As of May 8, 2026, I tell patients to avoid interpreting a platelet count without the date of symptom onset. A result drawn on day 5 of fever and a result drawn 5 weeks later are clinically different events.

What platelet count range is normal, low, or high?

The usual adult platelet normal range is 150–450 ×10^9/L, although some laboratories use slightly different lower or upper limits. A platelet count below 150 ×10^9/L is thrombocytopenia, and a high platelet count above 450 ×10^9/L is thrombocytosis.

Platelet count comparison showing normal, low, and high cellular element density
Figure 2: Platelet ranges are best interpreted as bands, not rigid yes-or-no answers.

A platelet count of 130 ×10^9/L after a viral illness is usually called mild thrombocytopenia, not an emergency. A count below 50 ×10^9/L changes the conversation because trauma, procedures, and active bleeding become much more relevant; our platelet count normal range article gives a broader reference table.

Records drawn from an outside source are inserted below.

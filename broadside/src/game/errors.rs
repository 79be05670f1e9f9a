//! Errors raised while assembling and applying turns.

use std::io;

use thiserror::Error;

use crate::{
    board::DuplicateShot,
    game::Player,
    grid::Spot,
};

/// Violation of the action/response contract. A single malformed action or
/// response aborts the turn being processed; it is fatal to the current game
/// run, not to the process.
#[derive(Debug, Error, Copy, Clone, Eq, PartialEq)]
pub enum ProtocolError {
    /// A response reported a sunk ship on a miss.
    #[error("a miss at {shot} cannot sink a ship")]
    SunkWithoutHit { shot: Spot },

    /// A player produced an action attributed to someone else.
    #[error("{expected} chose an action attributed to {found}")]
    ForeignAction { expected: Player, found: Player },

    /// A defender produced a response attributed to someone else.
    #[error("{expected} answered a shot on behalf of {found}")]
    ForeignResponse { expected: Player, found: Player },

    /// A response answered a different spot than the one targeted.
    #[error("response answers {found} but the shot targeted {expected}")]
    MismatchedResponse { expected: Spot, found: Spot },
}

/// Error produced while running a turn of the game loop.
#[derive(Debug, Error)]
pub enum TurnError {
    /// Reading or writing the player's terminal failed. Treated as an abrupt
    /// end of the session.
    #[error("terminal interaction failed")]
    Io(#[from] io::Error),

    /// The action/response contract was violated.
    #[error(transparent)]
    Protocol(#[from] ProtocolError),

    /// The turn re-targeted an already-shot spot.
    #[error(transparent)]
    DuplicateShot(#[from] DuplicateShot),
}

Some European labs set the lower reference limit near 140 ×10^9/L, especially when the local population data support it. That matters: a healthy person who has sat at 145 ×10^9/L for 8 years is not the same as someone dropping from 310 to 145 ×10^9/L in 12 days.

Kantesti AI interprets platelet count by combining the numeric band with age, sex, prior CBCs, MPV, WBC differential, hemoglobin, inflammatory markers, and medication clues across 15,000+ biomarkers in our biomarkers guide. The trend often carries more clinical weight than the lab flag.

One small trap: platelet counts are reported as ×10^9/L in the UK and Europe, but many US reports use thousands per microliter. A count of 150 ×10^9/L is the same as 150,000/µL; the unit changed, not your biology.

Typical adult range 150–450 ×10^9/L Usually normal if stable and other CBC markers are reassuring
Mildly low 100–149 ×10^9/L Often transient after viral illness; repeat timing depends on symptoms and trend
Moderately low 50–99 ×10^9/L Needs clinician review, especially if falling or combined with other CBC abnormalities
Severely low <50 ×10^9/L Same-day medical advice is sensible; <20 ×10^9/L is usually urgent

Why can viruses lower platelet count?

Viruses lower platelet count through three main routes: reduced marrow production, faster immune removal, and temporary platelet pooling in an enlarged or activated spleen. The same CBC can look similar even when the mechanism is different.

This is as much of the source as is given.